Introduction: Patients with cirrhosis often present with pain as a common complaint. Pharmacological pain management safety depends on the excretion and metabolism of drugs by the kidney and the liver. The analgesic choice in cirrhotic patients can be tremendously challenging, especially in patients with hepatorenal syndrome, a potentially reversible renal impairment associated with an increased drug accumulation and a high risk of potential toxicity. Choice and dose of medications depend on various factors, including the severity of the condition, possible drug interactions, drug dependence, and liver transplant status. Ideally, medications should be titrated from the lowest effective dose to higher strength. This review aims to discuss the pharmacodynamic and pharmacokinetics of analgesics used in cirrhotic patients. The metabolism of each drug, route of administration, pathophysiology, and limitations of their use are discussed to better understand their implementation in patients with cirrhosis and HRS. For this purpose, we performed a systematic literature search in PubMed and Google Scholar. Articles were searched via search terms and keywords.
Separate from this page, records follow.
//! Request routing: bucket extraction and multipart operation detection.
//!
//! The router decides two things per request: which bucket and object key the
//! request addresses (from the Host header in virtual-hosted style, or from
//! the first path segment in path style), and whether the request is one of
//! the multipart operations the proxy coordinates. Everything else is a
//! passthrough.
//!
//! Nothing here percent-decodes. The object key, the backend path, and the
//! query string are carried byte for byte as they arrived; `a=1%2Fb=2` and
//! `a=1/b=2` stay different requests all the way to the backend.

use http::Method;
use s3gate_core::{ObjectKey, ProxyError};

/// Operations the proxy treats specially.
#[derive(Debug, Clone, PartialEq, Eq)]
pub enum ProxyOperation {
    /// `POST /{bucket}/{key}?uploads` - opens a multipart session.
    CreateMultipartUpload,
    /// `PUT /{bucket}/{key}?partNumber=N&uploadId=ID`.
    UploadPart {
        /// The part number from the query string.
        part_number: u32,
        /// The upload the part belongs to.
        upload_id: String,
    },
    /// `POST /{bucket}/{key}?uploadId=ID` - closes a multipart session.
    CompleteMultipartUpload {
        /// The upload being completed.
        upload_id: String,
    },
    /// `DELETE /{bucket}/{key}?uploadId=ID` - discards a multipart session.
    AbortMultipartUpload {
        /// The upload being aborted.
        upload_id: String,
    },
    /// Anything else: relayed to the backend without coordination.
    Passthrough,
}

/// The outcome of routing a request.
#[derive(Debug, Clone)]
pub struct RoutedRequest {
    /// The addressed bucket, if the request names one.
    pub bucket: Option<String>,
    /// The raw object key, if the request names one.
    pub key: Option<ObjectKey>,
    /// What the proxy must do with the request.
    pub operation: ProxyOperation,
    /// The path-style path the backend will see, byte for byte.
    pub backend_path: String,
    /// The raw query string, without the leading `?`.
    pub raw_query: Option<String>,
}

/// Routing configuration.
#[derive(Debug, Clone)]
pub struct ProxyRouter {
    domain: Option<String>,
    virtual_hosting: bool,
}

impl ProxyRouter {
    /// Create a router.
    #[must_use]
    pub fn new(domain: Option<String>, virtual_hosting: bool) -> Self {
        Self {
            domain,
            virtual_hosting,
        }
    }

    /// Route a request.
    ///
    /// Virtual-hosted requests are rewritten to path style for the backend
    /// (`/{bucket}{original-path}`); path-style requests keep their original
    /// path untouched.
    ///
    /// # Errors
    ///
    /// [`ProxyError::Routing`] for a multipart request with an unusable
    /// `partNumber`, or an object-level POST that is neither a create nor a
    /// complete.
    pub fn route(&self, parts: &http::request::Parts) -> Result<RoutedRequest, ProxyError> {
        let raw_path = parts.uri.path();
        let raw_query = parts.uri.query().map(ToOwned::to_owned);

        let vhost_bucket = if self.virtual_hosting {
            self.domain
                .as_deref()
                .and_then(|domain| extract_virtual_host_bucket(&parts.headers, domain))
        } else {
            None
        };

        let (bucket, key, backend_path) = if let Some(bucket) = vhost_bucket {
            // Host names the bucket; the whole path is the key.
            let key = match raw_path.strip_prefix('/') {
                None | Some("") => None,
                Some(raw) => Some(ObjectKey::from_raw(raw)),
            };
            let backend_path = format!("/{bucket}{raw_path}");
            (Some(bucket), key, backend_path)
        } else {
            let (bucket, key) = split_path(raw_path);
            (bucket, key, raw_path.to_owned())
        };

        let operation = if key.is_some() {
            classify_object_operation(&parts.method, raw_query.as_deref().unwrap_or(""))?
        } else {
            ProxyOperation::Passthrough
        };

        Ok(RoutedRequest {
            bucket,
            key,
            operation,
            backend_path,
            raw_query,
        })
    }
}

/// Extract the bucket name from a virtual-hosted-style Host header.
///
/// `mybucket.s3.example.com:9000` with domain `s3.example.com` yields
/// `mybucket`.
fn extract_virtual_host_bucket(headers: &http::HeaderMap, domain: &str) -> Option<String> {
    let host = headers
        .get(http::header::HOST)
        .and_then(|v| v.to_str().ok())?;
    let host = host.split(':').next().unwrap_or(host);

    let suffix = format!(".{domain}");
    let bucket = host.strip_suffix(&suffix)?;
    (!bucket.is_empty()).then(|| bucket.to_owned())
}

/// Split a raw path into bucket and key without decoding either.
fn split_path(path: &str) -> (Option<String>, Option<ObjectKey>) {
    let trimmed = path.strip_prefix('/').unwrap_or(path);
    if trimmed.is_empty() {
        return (None, None);
    }

    match trimmed.split_once('/') {
        Some((bucket, "")) => (Some(bucket.to_owned()), None),
        Some((bucket, key)) => (Some(bucket.to_owned()), Some(ObjectKey::from_raw(key))),
        None => (Some(trimmed.to_owned()), None),
    }
}

/// Split a raw query string into raw pairs. No decoding.
fn raw_query_pairs(query: &str) -> Vec<(&str, &str)> {
    query
        .split('&')
        .filter(|s| !s.is_empty())
        .map(|pair| pair.split_once('=').unwrap_or((pair, "")))
        .collect()
}

fn query_value<'a>(pairs: &[(&'a str, &'a str)], key: &str) -> Option<&'a str> {
    pairs.iter().find(|(k, _)| *k == key).map(|(_, v)| *v)
}

/// Detect the multipart operations on an object-level request.
fn classify_object_operation(method: &Method, query: &str) -> Result<ProxyOperation, ProxyError> {
    let pairs = raw_query_pairs(query);
    let upload_id = query_value(&pairs, "uploadId");

    match *method {
        Method::POST => {
            if query_value(&pairs, "uploads").is_some() {
                return Ok(ProxyOperation::CreateMultipartUpload);
            }
            if let Some(id) = upload_id {
                return Ok(ProxyOperation::CompleteMultipartUpload {
                    upload_id: id.to_owned(),
                });
            }
            Err(ProxyError::Routing(
                "POST to an object requires ?uploads or ?uploadId".to_owned(),
            ))
        }
        Method::PUT => match (query_value(&pairs, "partNumber"), upload_id) {
            (Some(number), Some(id)) => {
                let part_number = number
                    .parse::<u32>()
                    .ok()
                    .filter(|n| (1..=10_000).contains(n))
                    .ok_or_else(|| {
                        ProxyError::Routing(format!("invalid partNumber: {number}"))
                    })?;
                Ok(ProxyOperation::UploadPart {
                    part_number,
                    upload_id: id.to_owned(),
                })
            }
            _ => Ok(ProxyOperation::Passthrough),
        },
        Method::DELETE => Ok(upload_id.map_or(ProxyOperation::Passthrough, |id| {
            ProxyOperation::AbortMultipartUpload {
                upload_id: id.to_owned(),
            }
        })),
        _ => Ok(ProxyOperation::Passthrough),
    }
}
//! Request forwarding to the storage backend.
//!
//! The forwarder rebuilds each verified request against the backend endpoint:
//! client authentication headers are stripped, a fresh `x-amz-date` is
//! stamped, and the request is re-signed with the backend credential pair
//! over exactly the path and query that go on the wire. Request and response
//! bodies stream; the proxy never buffers a passthrough payload.

use std::collections::BTreeMap;
use std::fmt::Write as _;

use s3gate_auth::sigv4::{format_amz_date, sign_request};
use s3gate_core::ProxyError;
use s3gate_credentials::CredentialPair;
use tracing::{debug, warn};

use crate::body::ProxyBody;
use crate::router::RoutedRequest;

/// Request headers that never cross the proxy.
///
/// Hop-by-hop headers plus the client-side authentication headers the proxy
/// replaces. `content-length` is omitted too; the outgoing body decides its
/// own framing.
const STRIPPED_REQUEST_HEADERS: &[&str] = &[
    "authorization",
    "connection",
    "content-length",
    "expect",
    "host",
    "keep-alive",
    "proxy-authenticate",
    "proxy-authorization",
    "te",
    "trailer",
    "transfer-encoding",
    "upgrade",
    "x-amz-content-sha256",
    "x-amz-date",
];

/// Response headers the proxy does not relay.
const STRIPPED_RESPONSE_HEADERS: &[&str] = &["connection", "keep-alive", "transfer-encoding"];

/// Forwards requests to a single storage backend.
#[derive(Debug, Clone)]
pub struct Forwarder {
    client: reqwest::Client,
    endpoint: String,
}

impl Forwarder {
    /// Create a forwarder for the given backend endpoint.
    ///
    /// # Errors
    ///
    /// [`ProxyError::Backend`] when the HTTP client cannot be constructed.
    pub fn new(endpoint: &str) -> Result<Self, ProxyError> {
        let client = reqwest::Client::builder()
            .build()
            .map_err(|e| ProxyError::Backend(e.to_string()))?;
        Ok(Self {
            client,
            endpoint: endpoint.trim_end_matches('/').to_owned(),
        })
    }

    /// Forward a request and return the raw backend response.
    ///
    /// `payload_hash` is the value for the outgoing `x-amz-content-sha256`
    /// header; for relayed bodies it is the hash the client declared, for
    /// rewritten bodies it is recomputed by the caller.
    ///
    /// # Errors
    ///
    /// [`ProxyError::Backend`] for an unbuildable URL or a transport failure.
    /// Backend HTTP error statuses are not errors here; they relay.
    pub async fn send(
        &self,
        method: http::Method,
        routed: &RoutedRequest,
        headers: &http::HeaderMap,
        body: reqwest::Body,
        payload_hash: &str,
        backend: &CredentialPair,
        region: &str,
    ) -> Result<reqwest::Response, ProxyError> {
        let mut url = format!("{}{}", self.endpoint, routed.backend_path);
        if let Some(query) = &routed.raw_query {
            let _ = write!(url, "?{query}");
        }
        let url = reqwest::Url::parse(&url).map_err(|e| ProxyError::Backend(e.to_string()))?;

        let forwarded = forwardable_headers(headers);
        let timestamp = format_amz_date(chrono::Utc::now());
        let authorization = sign_outbound(
            &method,
            routed,
            &url,
            &forwarded,
            payload_hash,
            &timestamp,
            backend,
            region,
        );

        debug!(%method, %url, "forwarding to backend");

        self.client
            .request(method, url)
            .headers(forwarded)
            .header("x-amz-date", &timestamp)
            .header("x-amz-content-sha256", payload_hash)
            .header(http::header::AUTHORIZATION, authorization)
            .body(body)
            .send()
            .await
            .map_err(|e| {
                warn!(error = %e, "backend unreachable");
                ProxyError::Backend(e.to_string())
            })
    }
}

/// Copy the client's headers minus the stripped set.
fn forwardable_headers(headers: &http::HeaderMap) -> http::HeaderMap {
    let mut forwarded = http::HeaderMap::with_capacity(headers.len());
    for (name, value) in headers {
        if STRIPPED_REQUEST_HEADERS.contains(&name.as_str()) {
            continue;
        }
        forwarded.append(name.clone(), value.clone());
    }
    forwarded
}

/// Compute the backend-facing `Authorization` header.
///
/// Signed headers are `host`, the two `x-amz-*` headers the forwarder sets,
/// and every forwarded `x-amz-*` header, over the wire-level path and query.
#[allow(clippy::too_many_arguments)]
fn sign_outbound(
    method: &http::Method,
    routed: &RoutedRequest,
    url: &reqwest::Url,
    forwarded: &http::HeaderMap,
    payload_hash: &str,
    timestamp: &str,
    backend: &CredentialPair,
    region: &str,
) -> String {
    let mut host = url.host_str().unwrap_or_default().to_owned();
    if let Some(port) = url.port() {
        let _ = write!(host, ":{port}");
    }

    // Repeated header names collapse to one signed entry with the values
    // comma-joined; SignedHeaders never lists a name twice.
    let mut amz: BTreeMap<&str, String> = BTreeMap::new();
    for (name, value) in forwarded {
        if name.as_str().starts_with("x-amz-") {
            if let Ok(value) = value.to_str() {
                amz.entry(name.as_str())
                    .and_modify(|joined| {
                        joined.push(',');
                        joined.push_str(value);
                    })
                    .or_insert_with(|| value.to_owned());
            }
        }
    }

    let mut signed: Vec<(&str, &str)> = vec![
        ("host", host.as_str()),
        ("x-amz-content-sha256", payload_hash),
        ("x-amz-date", timestamp),
    ];
    for (name, value) in &amz {
        signed.push((name, value.as_str()));
    }
    signed.sort_unstable_by_key(|(name, _)| *name);

    sign_request(
        method.as_str(),
        &routed.backend_path,
        routed.raw_query.as_deref().unwrap_or(""),
        &signed,
        payload_hash,
        &backend.access_key,
        &backend.secret_key,
        region,
        timestamp,
    )
}

/// Relay a backend response as a streaming proxy response.
#[must_use]
pub fn relay_response(response: reqwest::Response) -> http::Response<ProxyBody> {
    let status = response.status();
    let headers = response.headers().clone();
    let body = ProxyBody::from_stream(response.bytes_stream());
    assemble_response(status, &headers, body)
}

/// Build a proxy response from already-buffered backend status, headers, and
/// body.
#[must_use]
pub fn buffered_response(
    status: http::StatusCode,
    headers: &http::HeaderMap,
    body: bytes::Bytes,
) -> http::Response<ProxyBody> {
    let body = if body.is_empty() {
        ProxyBody::empty()
    } else {
        ProxyBody::from_bytes(body)
    };
    assemble_response(status, headers, body)
}

fn assemble_response(
    status: http::StatusCode,
    headers: &http::HeaderMap,
    body: ProxyBody,
) -> http::Response<ProxyBody> {
    let mut response = http::Response::new(body);
    *response.status_mut() = status;
    let out = response.headers_mut();
    for (name, value) in headers {
        if STRIPPED_RESPONSE_HEADERS.contains(&name.as_str()) {
            continue;
        }
        out.append(name.clone(), value.clone());
    }
    response
}
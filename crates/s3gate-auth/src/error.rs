//! Error types for SigV4 authentication.
//!
//! Every variant maps to an access-denied response at the HTTP layer; the
//! distinctions exist for logging and tests, never for the client.

/// Errors that can occur while verifying a SigV4-signed request.
#[derive(Debug, thiserror::Error)]
pub enum AuthError {
    /// The `Authorization` header is missing from the request.
    #[error("Missing Authorization header")]
    MissingAuthHeader,

    /// The `Authorization` header could not be parsed.
    #[error("Invalid Authorization header format")]
    InvalidAuthHeader,

    /// The signing algorithm is not `AWS4-HMAC-SHA256`.
    #[error("Unsupported algorithm: {0}")]
    UnsupportedAlgorithm(String),

    /// The `Credential` component does not match
    /// `AKID/date/region/service/aws4_request`.
    #[error("Invalid credential scope format")]
    InvalidCredential,

    /// A header listed in `SignedHeaders` is absent from the request.
    #[error("Missing required header: {0}")]
    MissingHeader(String),

    /// The `x-amz-date` timestamp is outside the accepted clock-skew window.
    #[error("Request timestamp is outside the accepted window")]
    RequestExpired,

    /// The computed signature does not match the one supplied by the client.
    #[error("Signature does not match")]
    SignatureDoesNotMatch,
}
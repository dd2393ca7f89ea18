//! Environment-driven proxy configuration.
//!
//! Everything is read once at startup and validated eagerly: an unparsable
//! endpoint, a malformed credential-service header, or a bad number fails
//! boot instead of surfacing on the first request.

use std::time::Duration;

use s3gate_credentials::http::HttpCredentialsProviderConfig;
use s3gate_credentials::types::{CredentialMapping, CredentialPair};
use thiserror::Error;

/// Errors raised while loading proxy configuration.
#[derive(Debug, Error)]
pub enum ConfigError {
    /// A required environment variable is absent.
    #[error("Missing required environment variable: {0}")]
    MissingVar(&'static str),

    /// A variable is present but unusable.
    #[error("Invalid value for {var}: {reason}")]
    InvalidValue {
        /// The offending variable.
        var: &'static str,
        /// Why it was rejected.
        reason: String,
    },

    /// The credentials provider configuration is invalid.
    #[error(transparent)]
    Credentials(#[from] s3gate_credentials::ConfigError),
}

/// Which credential provider backs the proxy.
#[derive(Debug, Clone)]
pub enum CredentialsBackend {
    /// A single fixed mapping, for tests and single-tenant deployments.
    Static(CredentialMapping),
    /// Lookups against an external HTTP mapping service.
    Http(HttpCredentialsProviderConfig),
}

/// Top-level proxy configuration.
#[derive(Debug, Clone)]
pub struct ProxyConfig {
    /// Bind address for the listener.
    pub gateway_listen: String,
    /// Base domain for virtual-hosted-style bucket extraction.
    pub s3_domain: Option<String>,
    /// Whether virtual-hosted-style addressing is honored.
    pub virtual_hosting: bool,
    /// Region assumed when a request does not pin one.
    pub default_region: String,
    /// Base URI of the storage backend. Required.
    pub backend_endpoint: String,
    /// Maximum tolerated clock skew for signed requests.
    pub max_skew: chrono::Duration,
    /// Log level when `RUST_LOG` is not set.
    pub log_level: String,
    /// Credential provider selection.
    pub credentials: CredentialsBackend,
}

impl ProxyConfig {
    /// Load configuration from process environment variables.
    ///
    /// # Errors
    ///
    /// Any [`ConfigError`]; nothing is deferred to request time.
    pub fn from_env() -> Result<Self, ConfigError> {
        Self::from_lookup(|var| std::env::var(var).ok())
    }

    /// Load configuration through an arbitrary variable lookup.
    pub fn from_lookup(lookup: impl Fn(&str) -> Option<String>) -> Result<Self, ConfigError> {
        let backend_endpoint = lookup("BACKEND_ENDPOINT")
            .ok_or(ConfigError::MissingVar("BACKEND_ENDPOINT"))?;
        backend_endpoint
            .parse::<http::Uri>()
            .map_err(|e| ConfigError::InvalidValue {
                var: "BACKEND_ENDPOINT",
                reason: e.to_string(),
            })?;

        let max_skew_secs = parse_secs(&lookup, "AUTH_MAX_SKEW_SECS")?.unwrap_or(900);

        let credentials = match lookup("CREDENTIALS_PROVIDER").as_deref() {
            None | Some("static") => static_backend(&lookup)?,
            Some("http") => http_backend(&lookup)?,
            Some(other) => {
                return Err(ConfigError::InvalidValue {
                    var: "CREDENTIALS_PROVIDER",
                    reason: format!("expected \"static\" or \"http\", got {other:?}"),
                });
            }
        };

        Ok(Self {
            gateway_listen: lookup("GATEWAY_LISTEN").unwrap_or_else(|| "0.0.0.0:8888".to_owned()),
            s3_domain: lookup("S3_DOMAIN"),
            virtual_hosting: lookup("S3_VIRTUAL_HOSTING")
                .is_some_and(|v| v == "1" || v.eq_ignore_ascii_case("true")),
            default_region: lookup("DEFAULT_REGION").unwrap_or_else(|| "us-east-1".to_owned()),
            backend_endpoint,
            max_skew: chrono::Duration::seconds(max_skew_secs),
            log_level: lookup("LOG_LEVEL").unwrap_or_else(|| "info".to_owned()),
            credentials,
        })
    }
}

fn static_backend(
    lookup: &impl Fn(&str) -> Option<String>,
) -> Result<CredentialsBackend, ConfigError> {
    let backend_access = lookup("BACKEND_ACCESS_KEY")
        .ok_or(ConfigError::MissingVar("BACKEND_ACCESS_KEY"))?;
    let backend_secret = lookup("BACKEND_SECRET_KEY")
        .ok_or(ConfigError::MissingVar("BACKEND_SECRET_KEY"))?;

    // Without an explicit emulated pair the backend pair doubles as the
    // client-facing one.
    let emulated_access = lookup("EMULATED_ACCESS_KEY").unwrap_or_else(|| backend_access.clone());
    let emulated_secret = lookup("EMULATED_SECRET_KEY").unwrap_or_else(|| backend_secret.clone());

    Ok(CredentialsBackend::Static(CredentialMapping {
        emulated: CredentialPair::new(emulated_access, emulated_secret),
        backend: CredentialPair::new(backend_access, backend_secret),
    }))
}

fn http_backend(
    lookup: &impl Fn(&str) -> Option<String>,
) -> Result<CredentialsBackend, ConfigError> {
    let endpoint = lookup("CREDENTIALS_HTTP_ENDPOINT")
        .ok_or(ConfigError::MissingVar("CREDENTIALS_HTTP_ENDPOINT"))?;

    let headers = lookup("CREDENTIALS_HTTP_HEADERS")
        .map(|v| {
            v.split(',')
                .map(str::trim)
                .filter(|s| !s.is_empty())
                .map(ToOwned::to_owned)
                .collect()
        })
        .unwrap_or_default();

    let mut config = HttpCredentialsProviderConfig::new(endpoint).with_headers(headers);
    if let Some(secs) = parse_secs(lookup, "CREDENTIALS_HTTP_TIMEOUT_SECS")? {
        config.timeout = Duration::from_secs(u64::try_from(secs).unwrap_or(0));
    }
    if let Some(secs) = parse_secs(lookup, "CREDENTIALS_CACHE_TTL_SECS")? {
        config.cache_ttl = Duration::from_secs(u64::try_from(secs).unwrap_or(0));
    }

    // Surfaces malformed header specs and a bad endpoint at boot.
    config.build_headers()?;

    Ok(CredentialsBackend::Http(config))
}

fn parse_secs(
    lookup: &impl Fn(&str) -> Option<String>,
    var: &'static str,
) -> Result<Option<i64>, ConfigError> {
    lookup(var)
        .map(|v| {
            v.parse::<i64>().map_err(|e| ConfigError::InvalidValue {
                var,
                reason: e.to_string(),
            })
        })
        .transpose()
}

#[cfg(test)]
mod tests {
    use std::collections::HashMap;

    use super::*;

    fn env(pairs: &[(&str, &str)]) -> impl Fn(&str) -> Option<String> {
        let map: HashMap<String, String> = pairs
            .iter()
            .map(|(k, v)| ((*k).to_owned(), (*v).to_owned()))
            .collect();
        move |var| map.get(var).cloned()
    }

    #[test]
    fn test_should_load_minimal_static_config_with_defaults() {
        let config = ProxyConfig::from_lookup(env(&[
            ("BACKEND_ENDPOINT", "http://minio:9000"),
            ("BACKEND_ACCESS_KEY", "real-ak"),
            ("BACKEND_SECRET_KEY", "real-sk"),
        ]))
        .expect("valid config");

        assert_eq!(config.gateway_listen, "0.0.0.0:8888");
        assert_eq!(config.default_region, "us-east-1");
        assert_eq!(config.max_skew, chrono::Duration::seconds(900));
        assert!(!config.virtual_hosting);
        let CredentialsBackend::Static(mapping) = config.credentials else {
            panic!("expected static backend");
        };
        assert_eq!(mapping.emulated.access_key, "real-ak");
        assert_eq!(mapping.backend.access_key, "real-ak");
    }

    #[test]
    fn test_should_use_separate_emulated_pair_when_given() {
        let config = ProxyConfig::from_lookup(env(&[
            ("BACKEND_ENDPOINT", "http://minio:9000"),
            ("BACKEND_ACCESS_KEY", "real-ak"),
            ("BACKEND_SECRET_KEY", "real-sk"),
            ("EMULATED_ACCESS_KEY", "emu-ak"),
            ("EMULATED_SECRET_KEY", "emu-sk"),
        ]))
        .expect("valid config");

        let CredentialsBackend::Static(mapping) = config.credentials else {
            panic!("expected static backend");
        };
        assert_eq!(mapping.emulated.access_key, "emu-ak");
        assert_eq!(mapping.backend.access_key, "real-ak");
    }

    #[test]
    fn test_should_require_backend_endpoint() {
        let result = ProxyConfig::from_lookup(env(&[
            ("BACKEND_ACCESS_KEY", "ak"),
            ("BACKEND_SECRET_KEY", "sk"),
        ]));
        assert!(matches!(
            result,
            Err(ConfigError::MissingVar("BACKEND_ENDPOINT"))
        ));
    }

    #[test]
    fn test_should_build_http_provider_config() {
        let config = ProxyConfig::from_lookup(env(&[
            ("BACKEND_ENDPOINT", "http://minio:9000"),
            ("CREDENTIALS_PROVIDER", "http"),
            ("CREDENTIALS_HTTP_ENDPOINT", "http://usersvc:9000/api/v1/users"),
            (
                "CREDENTIALS_HTTP_HEADERS",
                "x-api-key: xyz123, x-tenant: blue",
            ),
            ("CREDENTIALS_HTTP_TIMEOUT_SECS", "3"),
            ("CREDENTIALS_CACHE_TTL_SECS", "120"),
        ]))
        .expect("valid config");

        let CredentialsBackend::Http(http) = config.credentials else {
            panic!("expected http backend");
        };
        assert_eq!(http.endpoint, "http://usersvc:9000/api/v1/users");
        assert_eq!(http.headers, vec!["x-api-key: xyz123", "x-tenant: blue"]);
        assert_eq!(http.timeout, Duration::from_secs(3));
        assert_eq!(http.cache_ttl, Duration::from_secs(120));
    }

    #[test]
    fn test_should_fail_boot_on_malformed_credential_header() {
        let result = ProxyConfig::from_lookup(env(&[
            ("BACKEND_ENDPOINT", "http://minio:9000"),
            ("CREDENTIALS_PROVIDER", "http"),
            ("CREDENTIALS_HTTP_ENDPOINT", "http://usersvc:9000"),
            ("CREDENTIALS_HTTP_HEADERS", "malformed-header"),
        ]));
        assert!(matches!(result, Err(ConfigError::Credentials(_))));
    }

    #[test]
    fn test_should_reject_unknown_provider_kind() {
        let result = ProxyConfig::from_lookup(env(&[
            ("BACKEND_ENDPOINT", "http://minio:9000"),
            ("CREDENTIALS_PROVIDER", "ldap"),
        ]));
        assert!(matches!(
            result,
            Err(ConfigError::InvalidValue {
                var: "CREDENTIALS_PROVIDER",
                ..
            })
        ));
    }

    #[test]
    fn test_should_reject_unparsable_backend_endpoint() {
        let result = ProxyConfig::from_lookup(env(&[
            ("BACKEND_ENDPOINT", "http://exa mple"),
            ("BACKEND_ACCESS_KEY", "ak"),
            ("BACKEND_SECRET_KEY", "sk"),
        ]));
        assert!(matches!(
            result,
            Err(ConfigError::InvalidValue {
                var: "BACKEND_ENDPOINT",
                ..
            })
        ));
    }

    #[test]
    fn test_should_reject_non_numeric_skew() {
        let result = ProxyConfig::from_lookup(env(&[
            ("BACKEND_ENDPOINT", "http://minio:9000"),
            ("BACKEND_ACCESS_KEY", "ak"),
            ("BACKEND_SECRET_KEY", "sk"),
            ("AUTH_MAX_SKEW_SECS", "soon"),
        ]));
        assert!(matches!(
            result,
            Err(ConfigError::InvalidValue {
                var: "AUTH_MAX_SKEW_SECS",
                ..
            })
        ));
    }
}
Certain high potency opioids like Sufentanil, Fentanyl, Remifentanil, Oxymorphone, and Butorphanol can be used cautiously. Low potency opioids such as Pentazocine, Tramadol, Nalbuphine, and Tapentadol may also be considered with dose adjustments. Albeit less favorable, some other analgesic options include Gabapentin, Pregabalin, acetaminophen, Duloxetine, Venlafaxine, Fluoxetine, Topical Lidocaine, Capsaicin, and Clonidine. Methodology: A systematic literature search in PubMed and google scholar was conducted between March 5 and August 10, 2021. Articles were searched via search terms and keywords relating to International Classification of Diseases: hepatorenal syndrome, pain, opioids, metabolism, renal clearance. Results: One thousand three hundred eighty-seven articles were identified from database searching. After removal of duplicates, 924 studies were screened for eligibility. After review of titles and abstracts, 665 studies were rejected for relevance reasons. Most of these studies were rejected because they were not relevant, did not meet search criteria, case-control article, case series articles, no English translation, articles did not mention adjustments in patients with liver or kidney disease. One hundred forty-two articles were used for the synthesis.